UCLA

Hematopoietic stem cells (HSCs) are characterized by their ability to self-renew and contribute to multi-lineage differentiation, critical functions that ensure homeostatic production of all blood cells throughout life. A major challenge in the field is the inability to culture HSCs without compromising self-renewal. My goal was to reconstruct an optimal hematopoietic niche from mesodermal differentiation of human pluripotent stem cells (hPSC) to facilitate the maintenance of functional HSCs. Initial characterization of the human fetal bone marrow and adult adipose tissues revealed that a subpopulation of CD146+ perivascular cells was capable of supporting the self-renewal of transplantable human cord blood HSCs ex vivo.

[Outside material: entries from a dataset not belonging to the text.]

use std::{collections::HashMap, str::FromStr};

use cookbook_db::table::{Recipe, RecipeIngredient, RecipeTag};
use rust_decimal::Decimal;
use sea_query::{Expr, ExprTrait, Order, Query, SqliteQueryBuilder};
use sea_query_sqlx::SqlxBinder;
use sqlx::{SqliteConnection, SqliteExecutor, prelude::FromRow};
use time::OffsetDateTime;
use validator::{Validate, ValidationErrors};

use crate::{
    RecipeDetail, RecipeFilter, RecipeInput, RecipePatch, RecipeSummary, TaxonomyView,
    taxonomy::{self, Ingredients, Tags},
    view,
};

#[derive(Debug, FromRow)]
pub(crate) struct RecipeRow {
    pub id: i64,
    pub title: String,
    pub time_minutes: i64,
    pub price: String,
    pub link: String,
}

impl RecipeRow {
    fn price(&self) -> cookbook_shared::Result<Decimal> {
        match Decimal::from_str(&self.price) {
            Ok(price) => Ok(price),
            Err(err) => {
                cookbook_shared::bail!("recipe {} has an invalid stored price: {err}", self.id)
            }
        }
    }

    fn summary(
        &self,
        tags: &[TaxonomyView],
        ingredients: &[TaxonomyView],
    ) -> cookbook_shared::Result<RecipeSummary> {
        Ok(RecipeSummary {
            id: self.id,
            title: self.title.to_owned(),
            tags: tags.iter().map(|tag| tag.id).collect(),
            time_minutes: self.time_minutes,
            ingredients: ingredients.iter().map(|ingredient| ingredient.id).collect(),
            price: self.price()?,
            link: self.link.to_owned(),
        })
    }
}

const COLUMNS: [(Recipe, Recipe); 5] = [
    (Recipe::Table, Recipe::Id),
    (Recipe::Table, Recipe::Title),
    (Recipe::Table, Recipe::TimeMinutes),
    (Recipe::Table, Recipe::Price),
    (Recipe::Table, Recipe::Link),
];

impl super::Command {
    #[tracing::instrument(skip(self, input))]
    pub async fn create_recipe(
        &self,
        owner: &str,
        input: RecipeInput,
    ) -> cookbook_shared::Result<RecipeSummary> {
        let mut errors = view::collect_errors(input.validate());
        let title = input.title.trim().to_owned();
        if title.is_empty() {
            view::add_error(&mut errors, "title", "blank", view::BLANK);
        }

        if let Some(price) = &input.price {
            view::check_price(price, &mut errors);
        }

        let mut tx = self.write_db.begin().await?;
        let tags =
            taxonomy::check_owned::<Tags>(&mut tx, owner, "tags", &input.tags, &mut errors).await?;
        let ingredients = taxonomy::check_owned::<Ingredients>(
            &mut tx,
            owner,
            "ingredients",
            &input.ingredients,
            &mut errors,
        )
        .await?;

        let (Some(time_minutes), Some(price), true) =
            (input.time_minutes, input.price, errors.is_empty())
        else {
            return Err(errors.into());
        };

        let now = OffsetDateTime::now_utc().unix_timestamp();
        let statement = Query::insert()
            .into_table(Recipe::Table)
            .columns([
                Recipe::UserId,
                Recipe::Title,
                Recipe::TimeMinutes,
                Recipe::Price,
                Recipe::Link,
                Recipe::CreatedAt,
                Recipe::UpdatedAt,
            ])
            .values_panic([
                owner.into(),
                title.to_owned().into(),
                time_minutes.into(),
                view::price_text(&price).into(),
                input.link.unwrap_or_default().into(),
                now.into(),
                now.into(),
            ])
            .to_owned();

        let (sql, values) = statement.build_sqlx(SqliteQueryBuilder);
        let id = sqlx::query_with(&sql, values)
            .execute(&mut *tx)
            .await?
            .last_insert_rowid();

        taxonomy::replace_links::<Tags>(&mut tx, id, &tags).await?;
        taxonomy::replace_links::<Ingredients>(&mut tx, id, &ingredients).await?;

        let summary = load_summary(&mut tx, owner, id).await?;
        tx.commit().await?;

        tracing::info!(id, "recipe created");

        Ok(summary)
    }

    /// Caller-owned recipes, newest id first. Each non-empty filter keeps
    /// recipes linked to any of its ids.
    pub async fn list_recipes(
        &self,
        owner: &str,
        filter: RecipeFilter,
    ) -> cookbook_shared::Result<Vec<RecipeSummary>> {
        let mut statement = Query::select()
            .columns(COLUMNS)
            .from(Recipe::Table)
            .and_where(Expr::col((Recipe::Table, Recipe::UserId)).eq(owner))
            .order_by((Recipe::Table, Recipe::Id), Order::Desc)
            .to_owned();

        if !filter.tags.is_empty() {
            statement.and_where(
                Expr::col((Recipe::Table, Recipe::Id)).in_subquery(
                    Query::select()
                        .column(RecipeTag::RecipeId)
                        .from(RecipeTag::Table)
                        .and_where(Expr::col(RecipeTag::TagId).is_in(filter.tags))
                        .to_owned(),
                ),
            );
        }

        if !filter.ingredients.is_empty() {
            statement.and_where(
                Expr::col((Recipe::Table, Recipe::Id)).in_subquery(
                    Query::select()
                        .column(RecipeIngredient::RecipeId)
                        .from(RecipeIngredient::Table)
                        .and_where(Expr::col(RecipeIngredient::IngredientId).is_in(filter.ingredients))
                        .to_owned(),
                ),
            );
        }

        let (sql, values) = statement.build_sqlx(SqliteQueryBuilder);
        let rows = sqlx::query_as_with::<_, RecipeRow, _>(&sql, values)
            .fetch_all(&self.read_db)
            .await?;

        let ids = rows.iter().map(|row| row.id).collect::<Vec<_>>();
        let tags = taxonomy::related::<Tags, _>(&self.read_db, &ids).await?;
        let ingredients = taxonomy::related::<Ingredients, _>(&self.read_db, &ids).await?;

        rows.iter()
            .map(|row| {
                row.summary(
                    relations(&tags, row.id),
                    relations(&ingredients, row.id),
                )
            })
            .collect()
    }

    /// Single recipe with tags and ingredients expanded. Missing and
    /// foreign rows are both not found.
    pub async fn recipe_detail(
        &self,
        owner: &str,
        id: i64,
    ) -> cookbook_shared::Result<RecipeDetail> {
        let row = find_row(&self.read_db, owner, id)
            .await?
            .ok_or(cookbook_shared::Error::NotFound)?;

        let mut tags = taxonomy::related::<Tags, _>(&self.read_db, &[id]).await?;
        let mut ingredients = taxonomy::related::<Ingredients, _>(&self.read_db, &[id]).await?;

        Ok(RecipeDetail {
            id: row.id,
            price: row.price()?,
            title: row.title,
            tags: tags.remove(&id).unwrap_or_default(),
            time_minutes: row.time_minutes,
            ingredients: ingredients.remove(&id).unwrap_or_default(),
            link: row.link,
        })
    }

    /// Apply a full or partial update. Present relation lists replace the
    /// current sets.
    #[tracing::instrument(skip(self, patch))]
    pub async fn update_recipe(
        &self,
        owner: &str,
        id: i64,
        patch: RecipePatch,
    ) -> cookbook_shared::Result<RecipeSummary> {
        let mut tx = self.write_db.begin().await?;
        if find_row(&mut *tx, owner, id).await?.is_none() {
            return Err(cookbook_shared::Error::NotFound);
        }

        let mut errors = view::collect_errors(patch.validate());
        let title = patch.title.map(|title| title.trim().to_owned());
        if title.as_deref().is_some_and(str::is_empty) {
            view::add_error(&mut errors, "title", "blank", view::BLANK);
        }

        if let Some(price) = &patch.price {
            view::check_price(price, &mut errors);
        }

        let tags = match &patch.tags {
            Some(ids) => Some(
                taxonomy::check_owned::<Tags>(&mut tx, owner, "tags", ids, &mut errors).await?,
            ),
            None => None,
        };

        let ingredients = match &patch.ingredients {
            Some(ids) => Some(
                taxonomy::check_owned::<Ingredients>(
                    &mut tx,
                    owner,
                    "ingredients",
                    ids,
                    &mut errors,
                )
                .await?,
            ),
            None => None,
        };

        if !errors.is_empty() {
            return Err(errors.into());
        }

        let mut statement = Query::update()
            .table(Recipe::Table)
            .value(
                Recipe::UpdatedAt,
                OffsetDateTime::now_utc().unix_timestamp(),
            )
            .and_where(Expr::col(Recipe::Id).eq(id))
            .and_where(Expr::col(Recipe::UserId).eq(owner))
            .to_owned();

        if let Some(title) = title {
            statement.value(Recipe::Title, title);
        }

        if let Some(time_minutes) = patch.time_minutes {
            statement.value(Recipe::TimeMinutes, time_minutes);
        }

        if let Some(price) = &patch.price {
            statement.value(Recipe::Price, view::price_text(price));
        }

        if let Some(link) = patch.link {
            statement.value(Recipe::Link, link);
        }

        let (sql, values) = statement.build_sqlx(SqliteQueryBuilder);
        sqlx::query_with(&sql, values).execute(&mut *tx).await?;

        if let Some(tags) = tags {
            taxonomy::replace_links::<Tags>(&mut tx, id, &tags).await?;
        }

        if let Some(ingredients) = ingredients {
            taxonomy::replace_links::<Ingredients>(&mut tx, id, &ingredients).await?;
        }

        let summary = load_summary(&mut tx, owner, id).await?;
        tx.commit().await?;

        tracing::info!("recipe updated");

        Ok(summary)
    }

    #[tracing::instrument(skip(self))]
    pub async fn delete_recipe(&self, owner: &str, id: i64) -> cookbook_shared::Result<()> {
        let mut tx = self.write_db.begin().await?;
        if find_row(&mut *tx, owner, id).await?.is_none() {
            return Err(cookbook_shared::Error::NotFound);
        }

        taxonomy::replace_links::<Tags>(&mut tx, id, &[]).await?;
        taxonomy::replace_links::<Ingredients>(&mut tx, id, &[]).await?;

        let statement = Query::delete()
            .from_table(Recipe::Table)
            .and_where(Expr::col(Recipe::Id).eq(id))
            .and_where(Expr::col(Recipe::UserId).eq(owner))
            .to_owned();

        let (sql, values) = statement.build_sqlx(SqliteQueryBuilder);
        sqlx::query_with(&sql, values).execute(&mut *tx).await?;
        tx.commit().await?;

        tracing::info!("recipe deleted");

        Ok(())
    }
}

fn relations(related: &HashMap<i64, Vec<TaxonomyView>>, id: i64) -> &[TaxonomyView] {
    related.get(&id).map(Vec::as_slice).unwrap_or_default()
}

async fn find_row<'e, E: SqliteExecutor<'e>>(
    executor: E,
    owner: &str,
    id: i64,
) -> cookbook_shared::Result<Option<RecipeRow>> {
    let statement = Query::select()
        .columns(COLUMNS)
        .from(Recipe::Table)
        .and_where(Expr::col((Recipe::Table, Recipe::Id)).eq(id))
        .and_where(Expr::col((Recipe::Table, Recipe::UserId)).eq(owner))
        .limit(1)
        .to_owned();

    let (sql, values) = statement.build_sqlx(SqliteQueryBuilder);

    Ok(sqlx::query_as_with::<_, RecipeRow, _>(&sql, values)
        .fetch_optional(executor)
        .await?)
}

async fn load_summary(
    conn: &mut SqliteConnection,
    owner: &str,
    id: i64,
) -> cookbook_shared::Result<RecipeSummary> {
    let row = find_row(&mut *conn, owner, id)
        .await?
        .ok_or(cookbook_shared::Error::NotFound)?;
    let tags = taxonomy::related::<Tags, _>(&mut *conn, &[id]).await?;
    let ingredients = taxonomy::related::<Ingredients, _>(&mut *conn, &[id]).await?;

    row.summary(relations(&tags, id), relations(&ingredients, id))
}

/// Parse a comma separated id list such as `1,2,3`, reporting bad
/// entries against `field`.
pub fn parse_ids(field: &'static str, value: &str) -> Result<Vec<i64>, ValidationErrors> {
    value
        .split(',')
        .map(str::trim)
        .filter(|part| !part.is_empty())
        .map(|part| {
            part.parse::<i64>().map_err(|_| {
                let mut errors = ValidationErrors::new();
                view::add_error(
                    &mut errors,
                    field,
                    "invalid",
                    format!("\"{part}\" is not a valid integer."),
                );
                errors
            })
        })
        .collect()
}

Vector integration site-based lineage tracing technology was utilized to gain insights into the stages through which hPSC differentiate into mesodermal derivatives of the HSC niche. High throughput sequencing revealed the presence of mesodermal progenitors with trilineage (hematopoietic, endothelial and mesenchymal) potential during hPSC differentiation and uncovered the lineage bifurcation of hematopoietic and mesenchyme early on in separated bipotent populations. The hPSC-derived mesenchymal populations were further studied in relation to their ability to promote or inhibit HSC maintenance, leading to the discovery of a population that was phenotypically, functionally and molecularly similar to primary human perivascular cells of the HSC niche. These findings elucidated lineage commitment events during early human embryogenesis and informed strategies to optimize the therapeutic development of cell lineages from hPSC.